//! Overlay configuration.

use pollcast_identity::ORDINAL_MARKER_CLASS;
use pollcast_protocol::ProtocolVariant;

use crate::error::{Error, Result};

/// Default tally server endpoint.
pub const DEFAULT_ENDPOINT: &str = "ws://localhost:8080/";

/// Default key toggling indicator visibility.
pub const DEFAULT_TOGGLE_KEY: char = '$';

/// Names the host page uses for the elements the overlay reads.
///
/// Defaults match the quiz platform's attempt page.
#[derive(Debug, Clone, PartialEq, Eq)]
pub struct HostContract {
    /// Class of the listing containers. The last one is the navigation
    /// summary, not a question.
    pub listing_class: String,

    /// Class of the question-text element inside a block.
    pub question_text_class: String,

    /// Class of the answer-grouping element inside a block.
    pub answer_group_class: String,

    /// Class of the ordinal-marker span. Marker spans are left out of both
    /// question and answer digests.
    pub ordinal_marker_class: String,

    /// `data-region` value of the designated answer-label element.
    pub answer_label_region: String,

    /// Class of the reserved region whose clicks toggle indicator visibility.
    pub toggle_region_class: String,
}

impl Default for HostContract {
    fn default() -> Self {
        Self {
            listing_class: "content".to_string(),
            question_text_class: "qtext".to_string(),
            answer_group_class: "answer".to_string(),
            ordinal_marker_class: ORDINAL_MARKER_CLASS.to_string(),
            answer_label_region: "answer-label".to_string(),
            toggle_region_class: "pollcast-toggle".to_string(),
        }
    }
}

/// Configuration for an overlay session.
#[derive(Debug, Clone, PartialEq, Eq)]
pub struct OverlayConfig {
    /// Tally server endpoint
    pub endpoint: String,

    /// Protocol variant spoken by the server
    pub variant: ProtocolVariant,

    /// Declare displayed questions as topics when connecting
    pub topic_scoping: bool,

    /// Opaque voter identity supplied by the page
    pub voter: String,

    /// Key toggling indicator visibility
    pub toggle_key: char,

    /// Host page element names
    pub contract: HostContract,
}

impl Default for OverlayConfig {
    fn default() -> Self {
        Self {
            endpoint: DEFAULT_ENDPOINT.to_string(),
            variant: ProtocolVariant::default(),
            topic_scoping: true,
            voter: "anonymous".to_string(),
            toggle_key: DEFAULT_TOGGLE_KEY,
            contract: HostContract::default(),
        }
    }
}

impl OverlayConfig {
    /// Create config from environment variables with defaults.
    pub fn from_env() -> Result<Self> {
        Self::from_lookup(|key| std::env::var(key).ok())
    }

    /// Create config from any key lookup (environment, file, test map).
    pub fn from_lookup(lookup: impl Fn(&str) -> Option<String>) -> Result<Self> {
        let defaults = Self::default();

        let endpoint = lookup("POLLCAST_ENDPOINT").unwrap_or(defaults.endpoint);
        if !(endpoint.starts_with("ws://") || endpoint.starts_with("wss://")) {
            return Err(Error::Config(format!(
                "POLLCAST_ENDPOINT must be a ws:// or wss:// URI, got {endpoint:?}"
            )));
        }

        let variant = match lookup("POLLCAST_VARIANT") {
            Some(v) => v
                .parse()
                .map_err(|e| Error::Config(format!("POLLCAST_VARIANT: {e}")))?,
            None => defaults.variant,
        };

        let topic_scoping = match lookup("POLLCAST_TOPICS") {
            Some(v) => parse_bool(&v)
                .ok_or_else(|| Error::Config(format!("POLLCAST_TOPICS: not a boolean: {v:?}")))?,
            None => defaults.topic_scoping,
        };

        let voter = lookup("POLLCAST_VOTER").unwrap_or(defaults.voter);

        let toggle_key = match lookup("POLLCAST_TOGGLE_KEY") {
            Some(v) => {
                let mut chars = v.chars();
                match (chars.next(), chars.next()) {
                    (Some(c), None) => c,
                    _ => {
                        return Err(Error::Config(format!(
                            "POLLCAST_TOGGLE_KEY must be a single character, got {v:?}"
                        )))
                    }
                }
            }
            None => defaults.toggle_key,
        };

        Ok(Self {
            endpoint,
            variant,
            topic_scoping,
            voter,
            toggle_key,
            contract: defaults.contract,
        })
    }

    #[must_use]
    pub fn with_endpoint(mut self, endpoint: impl Into<String>) -> Self {
        self.endpoint = endpoint.into();
        self
    }

    #[must_use]
    pub fn with_variant(mut self, variant: ProtocolVariant) -> Self {
        self.variant = variant;
        self
    }

    #[must_use]
    pub fn with_voter(mut self, voter: impl Into<String>) -> Self {
        self.voter = voter.into();
        self
    }

    #[must_use]
    pub fn with_topic_scoping(mut self, enabled: bool) -> Self {
        self.topic_scoping = enabled;
        self
    }

    #[must_use]
    pub fn with_contract(mut self, contract: HostContract) -> Self {
        self.contract = contract;
        self
    }
}

fn parse_bool(s: &str) -> Option<bool> {
    match s.trim().to_ascii_lowercase().as_str() {
        "1" | "true" | "yes" | "on" => Some(true),
        "0" | "false" | "no" | "off" => Some(false),
        _ => None,
    }
}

● DIRECTIONS FOR THIS TASK: The records above are to be duplicated in full and exactly.

● TASK SOLUTION:
//! Overlay configuration.

use pollcast_identity::ORDINAL_MARKER_CLASS;
use pollcast_protocol::ProtocolVariant;

use crate::error::{Error, Result};

/// Default tally server endpoint.
pub const DEFAULT_ENDPOINT: &str = "ws://localhost:8080/";

/// Default key toggling indicator visibility.
pub const DEFAULT_TOGGLE_KEY: char = '$';

/// Names the host page uses for the elements the overlay reads.
///
/// Defaults match the quiz platform's attempt page.
#[derive(Debug, Clone, PartialEq, Eq)]
pub struct HostContract {
    /// Class of the listing containers. The last one is the navigation
    /// summary, not a question.
    pub listing_class: String,

    /// Class of the question-text element inside a block.
    pub question_text_class: String,

    /// Class of the answer-grouping element inside a block.
    pub answer_group_class: String,

    /// Class of the ordinal-marker span. Marker spans are left out of both
    /// question and answer digests.
    pub ordinal_marker_class: String,

    /// `data-region` value of the designated answer-label element.
    pub answer_label_region: String,

    /// Class of the reserved region whose clicks toggle indicator visibility.
    pub toggle_region_class: String,
}

impl Default for HostContract {
    fn default() -> Self {
        Self {
            listing_class: "content".to_string(),
            question_text_class: "qtext".to_string(),
            answer_group_class: "answer".to_string(),
            ordinal_marker_class: ORDINAL_MARKER_CLASS.to_string(),
            answer_label_region: "answer-label".to_string(),
            toggle_region_class: "pollcast-toggle".to_string(),
        }
    }
}

/// Configuration for an overlay session.
#[derive(Debug, Clone, PartialEq, Eq)]
pub struct OverlayConfig {
    /// Tally server endpoint
    pub endpoint: String,

    /// Protocol variant spoken by the server
    pub variant: ProtocolVariant,

    /// Declare displayed questions as topics when connecting
    pub topic_scoping: bool,

    /// Opaque voter identity supplied by the page
    pub voter: String,

    /// Key toggling indicator visibility
    pub toggle_key: char,

    /// Host page element names
    pub contract: HostContract,
}

impl Default for OverlayConfig {
    fn default() -> Self {
        Self {
            endpoint: DEFAULT_ENDPOINT.to_string(),
            variant: ProtocolVariant::default(),
            topic_scoping: true,
            voter: "anonymous".to_string(),
            toggle_key: DEFAULT_TOGGLE_KEY,
            contract: HostContract::default(),
        }
    }
}

impl OverlayConfig {
    /// Create config from environment variables with defaults.
    pub fn from_env() -> Result<Self> {
        Self::from_lookup(|key| std::env::var(key).ok())
    }

    /// Create config from any key lookup (environment, file, test map).
    pub fn from_lookup(lookup: impl Fn(&str) -> Option<String>) -> Result<Self> {
        let defaults = Self::default();

        let endpoint = lookup("POLLCAST_ENDPOINT").unwrap_or(defaults.endpoint);
        if !(endpoint.starts_with("ws://") || endpoint.starts_with("wss://")) {
            return Err(Error::Config(format!(
                "POLLCAST_ENDPOINT must be a ws:// or wss:// URI, got {endpoint:?}"
            )));
        }

        let variant = match lookup("POLLCAST_VARIANT") {
            Some(v) => v
                .parse()
                .map_err(|e| Error::Config(format!("POLLCAST_VARIANT: {e}")))?,
            None => defaults.variant,
        };

        let topic_scoping = match lookup("POLLCAST_TOPICS") {
            Some(v) => parse_bool(&v)
                .ok_or_else(|| Error::Config(format!("POLLCAST_TOPICS: not a boolean: {v:?}")))?,
            None => defaults.topic_scoping,
        };

        let voter = lookup("POLLCAST_VOTER").unwrap_or(defaults.voter);

        let toggle_key = match lookup("POLLCAST_TOGGLE_KEY") {
            Some(v) => {
                let mut chars = v.chars();
                match (chars.next(), chars.next()) {
                    (Some(c), None) => c,
                    _ => {
                        return Err(Error::Config(format!(
                            "POLLCAST_TOGGLE_KEY must be a single character, got {v:?}"
                        )))
                    }
                }
            }
            None => defaults.toggle_key,
        };

        Ok(Self {
            endpoint,
            variant,
            topic_scoping,
            voter,
            toggle_key,
            contract: defaults.contract,
        })
    }

    #[must_use]
    pub fn with_endpoint(mut self, endpoint: impl Into<String>) -> Self {
        self.endpoint = endpoint.into();
        self
    }

    #[must_use]
    pub fn with_variant(mut self, variant: ProtocolVariant) -> Self {
        self.variant = variant;
        self
    }

    #[must_use]
    pub fn with_voter(mut self, voter: impl Into<String>) -> Self {
        self.voter = voter.into();
        self
    }

    #[must_use]
    pub fn with_topic_scoping(mut self, enabled: bool) -> Self {
        self.topic_scoping = enabled;
        self
    }

    #[must_use]
    pub fn with_contract(mut self, contract: HostContract) -> Self {
        self.contract = contract;
        self
    }
}

fn parse_bool(s: &str) -> Option<bool> {
    match s.trim().to_ascii_lowercase().as_str() {
        "1" | "true" | "yes" | "on" => Some(true),
        "0" | "false" | "no" | "off" => Some(false),
        _ => None,
    }
}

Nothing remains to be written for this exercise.